How One Couple’s Loss Led to a Push for Psychological Care for Kids with Cancer

(The Washington Post) – What has stuck with Vicki and Peter Brown for years, beyond the enduring grief of losing their only child, Matthew, are the emotional traumas they all suffered during his struggle with a rare form of bone cancer.

Living in a hospital for months on end, Mattie grew anxious and depressed. He feared CT scans and dreaded the sight of another phalanx of white-coated doctors marching down the hall to deliver what invariably was bad news. His parents, frantically trying to save him, struggled with sleepless nights, mounting financial worries — and overwhelming silence that engulfed their Foggy Bottom home when he died at age 7 in 2009.

The Browns often felt lost and alone. “It was just a horrific experience,” Peter Brown said. “And we recognized that the value of psychological, emotional, social support was just as important, if not more important, than the medical treatment.”

The couple ultimately launched a years-long effort to try to ensure that children with cancer and their families get the help they need for the non-medical aspects of the disease.

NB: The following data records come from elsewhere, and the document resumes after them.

//! Integrity Verifier: read-only reports. Nothing here writes to the store;
//! a mismatch or a broken chain is reported and logged, never corrected.

use chrono::{DateTime, Utc};
use custody_kernel::error::CustodyError;
use custody_kernel::store::LedgerStore;
use serde::{Deserialize, Serialize};

use crate::clock::Clock;
use crate::service::CustodyService;

const OP_VERIFY: &str = "verify_integrity";
const OP_VERIFY_CHAIN: &str = "verify_custody_chain";

/// Outcome of [`CustodyService::verify_integrity`].
#[derive(Debug, Clone, PartialEq, Eq, Serialize, Deserialize)]
#[serde(rename_all = "camelCase")]
pub struct VerificationResultV1 {
    pub evidence_id: String,
    /// The stored `file_hash`.
    pub original_hash: String,
    /// The hash the caller supplied.
    pub current_hash: String,
    /// Byte-exact, case-sensitive equality of the two hashes above.
    pub hash_match: bool,
    /// The stored integrity digest.
    pub integrity_hash: String,
    /// Whether `integrity_hash` matches a digest recomputed from the stored fields.
    pub integrity_hash_valid: bool,
    pub last_modified: DateTime<Utc>,
    pub custody_officer: String,
    pub verified_at: DateTime<Utc>,
}

/// Outcome of [`CustodyService::verify_custody_chain`].
#[derive(Debug, Clone, PartialEq, Eq, Serialize, Deserialize)]
#[serde(rename_all = "camelCase")]
pub struct ChainVerificationV1 {
    pub evidence_id: String,
    pub transfer_count: usize,
    /// Every transfer's `to_officer` is the next one's `from_officer`.
    pub linked: bool,
    /// Transfer timestamps never decrease.
    pub chronological: bool,
    /// The last transfer's `to_officer` is the record's current custodian.
    pub matches_current_custodian: bool,
    /// Index of the first transfer that breaks linkage or ordering, or
    /// `transfer_count` when only the final custodian check fails.
    pub first_break: Option<usize>,
    pub current_custodian: String,
}

impl ChainVerificationV1 {
    #[must_use]
    pub fn is_valid(&self) -> bool {
        self.linked && self.chronological && self.matches_current_custodian
    }
}

impl<C: Clock> CustodyService<C> {
    /// Compare `current_file_hash` against the stored file hash and recheck
    /// the record's integrity digest.
    ///
    /// # Errors
    ///
    /// [`CustodyError::Validation`] for malformed arguments,
    /// [`CustodyError::NotFound`] if absent, [`CustodyError::CorruptRecord`]
    /// if unreadable, [`CustodyError::Store`] on store failure.
    pub fn verify_integrity<S: LedgerStore + ?Sized>(
        &self,
        store: &S,
        id: &str,
        current_file_hash: &str,
    ) -> Result<VerificationResultV1, CustodyError> {
        self.optional(OP_VERIFY, "current_file_hash", current_file_hash)?;
        let evidence = self.load_evidence(OP_VERIFY, store, id)?;

        let result = VerificationResultV1 {
            hash_match: evidence.file_hash == current_file_hash,
            integrity_hash_valid: self.is_sealed(&evidence),
            evidence_id: evidence.id,
            original_hash: evidence.file_hash,
            current_hash: current_file_hash.to_string(),
            integrity_hash: evidence.integrity_hash,
            last_modified: evidence.timestamp,
            custody_officer: evidence.custody_officer,
            verified_at: self.clock().now(),
        };
        if !result.hash_match || !result.integrity_hash_valid {
            tracing::warn!(
                evidence_id = %result.evidence_id,
                hash_match = result.hash_match,
                integrity_hash_valid = result.integrity_hash_valid,
                "integrity check failed"
            );
        }
        Ok(result)
    }

    /// Check that the custody chain of `evidence_id` is continuous, ordered,
    /// and ends at the current custodian. Zero transfers is a valid chain.
    ///
    /// # Errors
    ///
    /// As [`CustodyService::read_evidence`] and
    /// [`CustodyService::get_custody_chain`].
    pub fn verify_custody_chain<S: LedgerStore + ?Sized>(
        &self,
        store: &S,
        evidence_id: &str,
    ) -> Result<ChainVerificationV1, CustodyError> {
        let evidence = self.load_evidence(OP_VERIFY_CHAIN, store, evidence_id)?;
        let chain = self.get_custody_chain(store, evidence_id)?;

        let mut linked = true;
        let mut chronological = true;
        let mut first_break = None;
        for (i, pair) in chain.windows(2).enumerate() {
            let link_ok = pair[0].to_officer == pair[1].from_officer;
            let order_ok = pair[0].timestamp <= pair[1].timestamp;
            linked &= link_ok;
            chronological &= order_ok;
            if first_break.is_none() && !(link_ok && order_ok) {
                first_break = Some(i + 1);
            }
        }
        let matches_current_custodian = chain
            .last()
            .is_none_or(|last| last.to_officer == evidence.custody_officer);
        if first_break.is_none() && !matches_current_custodian {
            first_break = Some(chain.len());
        }

        let report = ChainVerificationV1 {
            evidence_id: evidence_id.to_string(),
            transfer_count: chain.len(),
            linked,
            chronological,
            matches_current_custodian,
            first_break,
            current_custodian: evidence.custody_officer,
        };
        if report.is_valid() {
            tracing::debug!(evidence_id = %evidence_id, transfers = report.transfer_count, "custody chain verified");
        } else {
            tracing::warn!(
                evidence_id = %evidence_id,
                linked,
                chronological,
                matches_current_custodian,
                first_break = ?report.first_break,
                "custody chain broken"
            );
        }
        Ok(report)
    }
}
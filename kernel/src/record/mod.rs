//! Record shapes stored on the ledger.
//!
//! `Evidence` lives under its plain id; each `CustodyTransfer` lives under a
//! composite key in the custody namespace. Both are JSON on the wire, encoded
//! and decoded only through [`codec`].

pub mod codec;
pub mod evidence;
pub mod transfer;
pub mod validate;

pub use evidence::{Evidence, EvidenceStatus};
pub use transfer::CustodyTransfer;
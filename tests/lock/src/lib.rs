//! Shared fixtures for the workspace lock tests.

#![forbid(unsafe_code)]
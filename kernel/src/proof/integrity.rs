//! The integrity digest: SHA-256 over a fixed projection of an evidence record.
//!
//! # Preimage
//!
//! The UTF-8 concatenation, with no separators, of:
//!
//! 1. `id`
//! 2. `case_id`
//! 3. `content_locator_cid`
//! 4. `file_hash`
//! 5. `custody_officer`
//! 6. `timestamp`, rendered per [`DigestTimestampV1`]
//!
//! The digest is the lower-case hex of SHA-256 over those bytes (64 chars).
//! `filename`, `status`, `access_level`, and `integrity_hash` itself are not
//! part of the preimage. The field order and the `LegacySeconds` timestamp
//! form are frozen: they reproduce digests already written by earlier
//! deployments byte-for-byte.

use serde::{Deserialize, Serialize};

use super::canon::TimestampForm;
use super::hash::sha256_hex;
use crate::record::Evidence;

/// How the timestamp is rendered inside the digest preimage.
#[derive(Debug, Clone, Copy, Default, PartialEq, Eq, Hash, Serialize, Deserialize)]
#[serde(rename_all = "snake_case")]
pub enum DigestTimestampV1 {
    /// `YYYY-MM-DDTHH:MM:SSZ`. Compatible with existing digests; changes
    /// finer than one second do not change the digest.
    #[default]
    LegacySeconds,
    /// `YYYY-MM-DDTHH:MM:SS.nnnnnnnnnZ`. Every timestamp change changes the digest.
    Nanos,
}

impl DigestTimestampV1 {
    fn form(self) -> TimestampForm {
        match self {
            Self::LegacySeconds => TimestampForm::Seconds,
            Self::Nanos => TimestampForm::Nanos,
        }
    }
}

/// The exact preimage string hashed for `evidence`.
#[must_use]
pub fn integrity_preimage(evidence: &Evidence, mode: DigestTimestampV1) -> String {
    let ts = mode.form().render(&evidence.timestamp);
    let mut s = String::with_capacity(
        evidence.id.len()
            + evidence.case_id.len()
            + evidence.content_locator_cid.len()
            + evidence.file_hash.len()
            + evidence.custody_officer.len()
            + ts.len(),
    );
    s.push_str(&evidence.id);
    s.push_str(&evidence.case_id);
    s.push_str(&evidence.content_locator_cid);
    s.push_str(&evidence.file_hash);
    s.push_str(&evidence.custody_officer);
    s.push_str(&ts);
    s
}

/// Compute the integrity digest of `evidence` (ignores its current `integrity_hash`).
#[must_use]
pub fn integrity_hash(evidence: &Evidence, mode: DigestTimestampV1) -> String {
    sha256_hex(integrity_preimage(evidence, mode).as_bytes())
}

/// Recompute and store the digest on `evidence`.
pub fn seal(evidence: &mut Evidence, mode: DigestTimestampV1) {
    evidence.integrity_hash = integrity_hash(evidence, mode);
}

/// Whether the stored digest equals the recomputed one.
#[must_use]
pub fn is_sealed(evidence: &Evidence, mode: DigestTimestampV1) -> bool {
    evidence.integrity_hash == integrity_hash(evidence, mode)
}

Last week, their hard work paid off with the publication of the first national standards for the “psychosocial” care of children with cancer and their families.

The standards, published in a special issue of the journal Pediatric Blood and Cancer, are a road map for health-care providers from the moment of diagnosis into survivorship or bereavement. The Browns hope the rigorously researched standards will mark the first step toward putting in place a consistent level of care around the country, from massive cancer treatment centers to small-town community hospitals.